Yesterday, forgoing morning Yoga practice, Paul and I wander in the opposite direction from the touristy area to revisit a Hindu Temple from an earlier stay. At that time we experienced a festival with elephants and horses and competitions whereby groups of men attempted to knock over a huge decorated wooden horse. At that time, new to India, we didn’t even question the purpose of the event. Yesterday, music drives us towards the same temple.

As we arrive, thick clouds of smoke envelop us, and the smell of burning wood alerts us that something grand is happening. Our approach exposes us to rows of Indian women dressed in elaborately adorned saris. Hundreds of beautiful women, each standing in front of a cauldron of water, are feeding banana and palm leaves to fuel the fire and keep water in the pots boiling. Water from the nearby well cleans the rice. The sound of singing and drumming and reed pipes permeate the area. Individual devotion and prayer keep each woman focussed and participating. Eventually with loud ululations, the cleaned rice is poured into the pots for cooking into paysam and then made as a sweet offering in the Temple. The celebration honours Devi, the female expression of the divine and, according to Hindu tradition, one of the five primary forms of God.

 
We stay for quite a while, observing, engaging and communicating with the women without words or language other than smiles, soft touch and signs of Namaste. I continue to feel so blessed to have these experiences and to participate with others of such diverse culture.

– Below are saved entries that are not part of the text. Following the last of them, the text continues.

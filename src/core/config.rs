//! Configuration types for the extraction engine.
//!
//! The engine is deliberately light on knobs: the proximity window is the one
//! parameter with real behavioral weight, and tests override it per call to
//! probe boundary behavior.

use serde::{Deserialize, Serialize};

use crate::core::errors::{MentionError, Result};

/// Default proximity window, in tokens along the flat token stream.
pub const DEFAULT_WINDOW: usize = 12;

/// Configuration for a [`ModelMentionExtractor`](crate::extract::ModelMentionExtractor).
#[derive(Debug, Clone, Serialize, Deserialize, PartialEq, Eq)]
pub struct ExtractionConfig {
    /// Maximum token distance between a family hit and an associated
    /// version/tier hit, measured on the flat token stream.
    pub window: usize,

    /// Attempt cross-sentence pairing across exactly one sentence boundary
    /// when same-sentence association leaves a combination incomplete.
    pub cross_sentence: bool,
}

impl Default for ExtractionConfig {
    fn default() -> Self {
        Self {
            window: DEFAULT_WINDOW,
            cross_sentence: true,
        }
    }
}

impl ExtractionConfig {
    /// Configuration with an overridden proximity window.
    pub fn with_window(window: usize) -> Self {
        Self {
            window,
            ..Self::default()
        }
    }

    /// Validate the configuration, returning field-scoped errors.
    pub fn validate(&self) -> Result<()> {
        if self.window == 0 {
            return Err(MentionError::config_field(
                "proximity window must be at least 1 token",
                "window",
            ));
        }
        Ok(())
    }
}

#[cfg(test)]
mod tests {
    use super::*;

    #[test]
    fn test_default_config_is_valid() {
        let config = ExtractionConfig::default();
        assert_eq!(config.window, 12);
        assert!(config.cross_sentence);
        assert!(config.validate().is_ok());
    }

    #[test]
    fn test_zero_window_rejected() {
        let config = ExtractionConfig::with_window(0);
        let err = config.validate().unwrap_err();
        assert!(err.to_string().contains("window"));
    }
}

The cuisine here in Varkala is exquisite. We’ve eaten everything from biryani to fish in banana leaf to pizza to sashimi. Each morning the nets are pulled in on to the shore. You can see line-ups of men tugging on the thick, solid ropes hoisting the fishing nets out of the water. As we pass the men on our way to Yoga, it is not unusual for them to invite us to help. Playfully we join their efforts pulling the ropes. You can’t get fish any fresher! At night the fish are displayed at the front of each cafĂ©. “What is his good name?” I joke with the proprietors as I point to a large red snapper. Paul looks at me with his ‘you’re so obnoxious’ kind of eyes. He calls it “western humour”. They don’t understand me! It doesn’t even matter how they cook the fish. It is always delicious!

My teeth are healing. I’m feeling better. It’s been a wonderful beach vacation! Tomorrow our evening train ride will carry us back to Fort Cochin. Our friends there await our arrival to spend our last days in India together. We are almost ready to go home again!